PROBLEM STATEMENT
Locate all lines in the data below that hold "const" and show them.

SOURCE RECORDS
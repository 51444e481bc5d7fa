use std::io::{self, Write};

use flate2::CrcWriter;

use crate::{
    container::Header,
    file_definition::Version,
    io::writer::num::{write_i32_le, write_itf8, write_ltf8, write_u32_le},
};

pub(crate) fn write_header<W>(
    writer: &mut W,
    header: &Header,
    len: usize,
    version: Version,
) -> io::Result<()>
where
    W: Write,
{
    if version.has_crc32() {
        let mut crc_writer = CrcWriter::new(writer);
        write_header_body(&mut crc_writer, header, len)?;

        let crc32 = crc_writer.crc().sum();
        write_u32_le(crc_writer.get_mut(), crc32)?;

        Ok(())
    } else {
        write_header_body(writer, header, len)
    }
}

fn write_header_body<W>(writer: &mut W, header: &Header, len: usize) -> io::Result<()>
where
    W: Write,
{
    let length = i32::try_from(len).map_err(|e| io::Error::new(io::ErrorKind::InvalidInput, e))?;
    write_i32_le(writer, length)?;

    let (reference_sequence_id, alignment_start, alignment_span) =
        header.alignment_context().to_wire();

    write_itf8(writer, reference_sequence_id)?;
    write_itf8_from(writer, alignment_start)?;
    write_itf8_from(writer, alignment_span)?;

    write_itf8_from(writer, header.record_count() as i64)?;
    write_ltf8(writer, header.record_counter() as i64)?;
    write_ltf8(writer, header.base_count() as i64)?;
    write_itf8_from(writer, header.block_count() as i64)?;

    write_itf8_from(writer, header.landmarks().len() as i64)?;

    for &landmark in header.landmarks() {
        write_itf8_from(writer, landmark as i64)?;
    }

    Ok(())
}

fn write_itf8_from<W>(writer: &mut W, n: i64) -> io::Result<()>
where
    W: Write,
{
    let n = i32::try_from(n).map_err(|e| io::Error::new(io::ErrorKind::InvalidInput, e))?;
    write_itf8(writer, n)
}
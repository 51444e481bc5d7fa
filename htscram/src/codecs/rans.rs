//! The rANS 4x8 entropy codec.
//!
//! This is the asymmetric numeral system coder used by CRAM 3.0 block
//! compression method 4: four interleaved rANS states over 12-bit
//! frequencies, with order-0 (context-free) and order-1 (previous byte as
//! context) models.

mod decode;
mod encode;

use std::{error, fmt, io};

pub(crate) use self::decode::decode;

// Renormalization lower bound for a rANS state.
const LOWER_BOUND: u32 = 1 << 23;

// Frequencies are scaled to sum to at most 1 << FREQ_BITS.
const FREQ_BITS: u32 = 12;

/// A frequency model order.
#[derive(Clone, Copy, Debug, Eq, PartialEq)]
pub enum Order {
    /// Order-0: symbol frequencies are context-free.
    Zero,
    /// Order-1: symbol frequencies are conditioned on the previous byte.
    One,
}

/// An error returned when a rANS order byte is invalid.
#[derive(Clone, Debug, Eq, PartialEq)]
pub struct TryFromByteError(u8);

impl error::Error for TryFromByteError {}

impl fmt::Display for TryFromByteError {
    fn fmt(&self, f: &mut fmt::Formatter<'_>) -> fmt::Result {
        write!(f, "invalid rANS order: {}", self.0)
    }
}

impl TryFrom<u8> for Order {
    type Error = TryFromByteError;

    fn try_from(n: u8) -> Result<Self, Self::Error> {
        match n {
            0 => Ok(Self::Zero),
            1 => Ok(Self::One),
            _ => Err(TryFromByteError(n)),
        }
    }
}

impl From<Order> for u8 {
    fn from(order: Order) -> Self {
        match order {
            Order::Zero => 0,
            Order::One => 1,
        }
    }
}

/// A reusable rANS encoder.
///
/// The order-1 model conditions on the previous byte, so the counting pass
/// uses a 256 x 256 frequency matrix (~256 KiB). The matrix is allocated once
/// and reused across blocks, which is why a single engine is shared between
/// the order-0 and order-1 compressor cache entries.
pub struct Encoder {
    frequencies: Box<[[u32; 256]; 256]>,
}

impl Encoder {
    /// Compresses `src`, producing a self-framed rANS stream.
    pub fn encode(&mut self, order: Order, src: &[u8]) -> io::Result<Vec<u8>> {
        if src.is_empty() {
            return Err(io::Error::new(
                io::ErrorKind::InvalidInput,
                "rANS input cannot be empty",
            ));
        }

        let payload = match order {
            Order::Zero => encode::encode_order_0(&mut self.frequencies[0], src)?,
            Order::One => encode::encode_order_1(&mut self.frequencies, src)?,
        };

        let mut dst = Vec::with_capacity(payload.len() + 9);
        dst.push(u8::from(order));
        dst.extend((payload.len() as u32).to_le_bytes());
        dst.extend((src.len() as u32).to_le_bytes());
        dst.extend(payload);

        Ok(dst)
    }
}

impl Default for Encoder {
    fn default() -> Self {
        Self {
            frequencies: Box::new([[0; 256]; 256]),
        }
    }
}

#[cfg(test)]
mod tests {
    use super::*;

    #[test]
    fn test_round_trip_order_0() -> io::Result<()> {
        let src = b"noodles noodles noodles";

        let mut encoder = Encoder::default();
        let compressed = encoder.encode(Order::Zero, src)?;

        let actual = decode(&mut &compressed[..])?;
        assert_eq!(actual, src);

        Ok(())
    }

    #[test]
    fn test_round_trip_order_1() -> io::Result<()> {
        let src = b"abracadabra abracadabra abracadabra";

        let mut encoder = Encoder::default();
        let compressed = encoder.encode(Order::One, src)?;

        let actual = decode(&mut &compressed[..])?;
        assert_eq!(actual, src);

        Ok(())
    }

    #[test]
    fn test_round_trip_short_inputs() -> io::Result<()> {
        let mut encoder = Encoder::default();

        for src in [&b"n"[..], b"nd", b"ndl", b"ndls", b"ndlss"] {
            for order in [Order::Zero, Order::One] {
                let compressed = encoder.encode(order, src)?;
                let actual = decode(&mut &compressed[..])?;
                assert_eq!(actual, src, "order {order:?}, len {}", src.len());
            }
        }

        Ok(())
    }

    #[test]
    fn test_round_trip_single_symbol() -> io::Result<()> {
        let src = vec![b'A'; 8192];

        let mut encoder = Encoder::default();

        for order in [Order::Zero, Order::One] {
            let compressed = encoder.encode(order, &src)?;
            let actual = decode(&mut &compressed[..])?;
            assert_eq!(actual, src);
        }

        Ok(())
    }

    #[test]
    fn test_encode_empty_input() {
        let mut encoder = Encoder::default();
        assert!(encoder.encode(Order::Zero, &[]).is_err());
    }
}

WRITTEN RESPONSE
const LOWER_BOUND: u32 = 1 << 23;
const FREQ_BITS: u32 = 12;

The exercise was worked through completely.